> _Problem description_
Look through the lines below and extract any with the word "entity".

......

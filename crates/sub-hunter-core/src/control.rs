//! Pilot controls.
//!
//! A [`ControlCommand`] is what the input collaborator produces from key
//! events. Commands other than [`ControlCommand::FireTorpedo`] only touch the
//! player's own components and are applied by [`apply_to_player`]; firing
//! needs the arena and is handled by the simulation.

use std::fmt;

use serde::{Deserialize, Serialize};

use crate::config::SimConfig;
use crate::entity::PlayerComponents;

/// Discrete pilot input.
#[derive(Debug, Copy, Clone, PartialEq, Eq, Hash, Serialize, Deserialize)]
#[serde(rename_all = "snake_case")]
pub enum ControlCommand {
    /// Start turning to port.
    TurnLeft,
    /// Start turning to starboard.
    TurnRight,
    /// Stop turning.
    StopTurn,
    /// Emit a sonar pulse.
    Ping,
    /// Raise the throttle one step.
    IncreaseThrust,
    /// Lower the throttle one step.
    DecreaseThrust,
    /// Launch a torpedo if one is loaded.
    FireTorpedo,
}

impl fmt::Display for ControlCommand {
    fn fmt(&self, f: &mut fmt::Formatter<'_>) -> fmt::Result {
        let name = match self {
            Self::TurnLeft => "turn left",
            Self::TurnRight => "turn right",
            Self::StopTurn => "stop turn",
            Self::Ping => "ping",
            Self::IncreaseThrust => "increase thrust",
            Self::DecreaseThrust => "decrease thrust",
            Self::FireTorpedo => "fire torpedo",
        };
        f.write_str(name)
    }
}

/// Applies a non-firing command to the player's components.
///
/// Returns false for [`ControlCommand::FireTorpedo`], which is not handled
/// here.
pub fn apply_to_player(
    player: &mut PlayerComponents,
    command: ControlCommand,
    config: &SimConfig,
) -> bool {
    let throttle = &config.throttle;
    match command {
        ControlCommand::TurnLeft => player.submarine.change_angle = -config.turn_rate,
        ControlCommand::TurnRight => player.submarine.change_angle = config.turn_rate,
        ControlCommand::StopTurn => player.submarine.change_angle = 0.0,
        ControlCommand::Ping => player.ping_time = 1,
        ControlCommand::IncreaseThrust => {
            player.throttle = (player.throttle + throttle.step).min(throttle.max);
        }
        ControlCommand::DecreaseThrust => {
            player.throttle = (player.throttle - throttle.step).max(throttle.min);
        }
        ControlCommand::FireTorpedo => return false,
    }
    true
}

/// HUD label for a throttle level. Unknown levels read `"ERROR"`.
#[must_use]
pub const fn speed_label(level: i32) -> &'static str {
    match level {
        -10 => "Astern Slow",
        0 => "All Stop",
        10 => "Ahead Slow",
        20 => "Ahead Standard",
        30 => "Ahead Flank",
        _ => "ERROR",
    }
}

......

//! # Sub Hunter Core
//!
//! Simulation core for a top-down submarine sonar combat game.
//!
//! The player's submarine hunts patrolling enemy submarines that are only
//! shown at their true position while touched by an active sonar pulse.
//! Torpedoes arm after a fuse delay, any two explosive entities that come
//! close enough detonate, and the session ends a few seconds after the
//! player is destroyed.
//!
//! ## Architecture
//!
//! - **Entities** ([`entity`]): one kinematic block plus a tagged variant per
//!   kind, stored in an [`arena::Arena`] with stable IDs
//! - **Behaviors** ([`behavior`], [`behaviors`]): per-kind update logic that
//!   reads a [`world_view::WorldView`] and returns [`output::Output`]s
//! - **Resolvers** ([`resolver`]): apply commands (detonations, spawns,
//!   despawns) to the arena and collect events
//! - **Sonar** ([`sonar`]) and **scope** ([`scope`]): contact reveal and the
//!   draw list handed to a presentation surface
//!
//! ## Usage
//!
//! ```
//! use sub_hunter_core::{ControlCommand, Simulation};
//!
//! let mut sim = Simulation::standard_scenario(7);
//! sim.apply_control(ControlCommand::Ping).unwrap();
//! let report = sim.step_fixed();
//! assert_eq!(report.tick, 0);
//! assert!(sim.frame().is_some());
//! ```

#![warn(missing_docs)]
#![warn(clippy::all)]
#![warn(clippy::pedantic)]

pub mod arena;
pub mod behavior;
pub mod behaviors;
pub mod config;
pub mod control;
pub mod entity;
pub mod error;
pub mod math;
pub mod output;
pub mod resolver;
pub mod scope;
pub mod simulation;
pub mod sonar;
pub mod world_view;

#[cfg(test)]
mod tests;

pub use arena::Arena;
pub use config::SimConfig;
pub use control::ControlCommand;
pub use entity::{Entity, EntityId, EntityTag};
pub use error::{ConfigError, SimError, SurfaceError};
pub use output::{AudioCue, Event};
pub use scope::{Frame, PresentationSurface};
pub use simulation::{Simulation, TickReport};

......

> _Exercise response_
use crate::entity::PlayerComponents;
//! - **Entities** ([`entity`]): one kinematic block plus a tagged variant per
pub mod entity;
pub use entity::{Entity, EntityId, EntityTag};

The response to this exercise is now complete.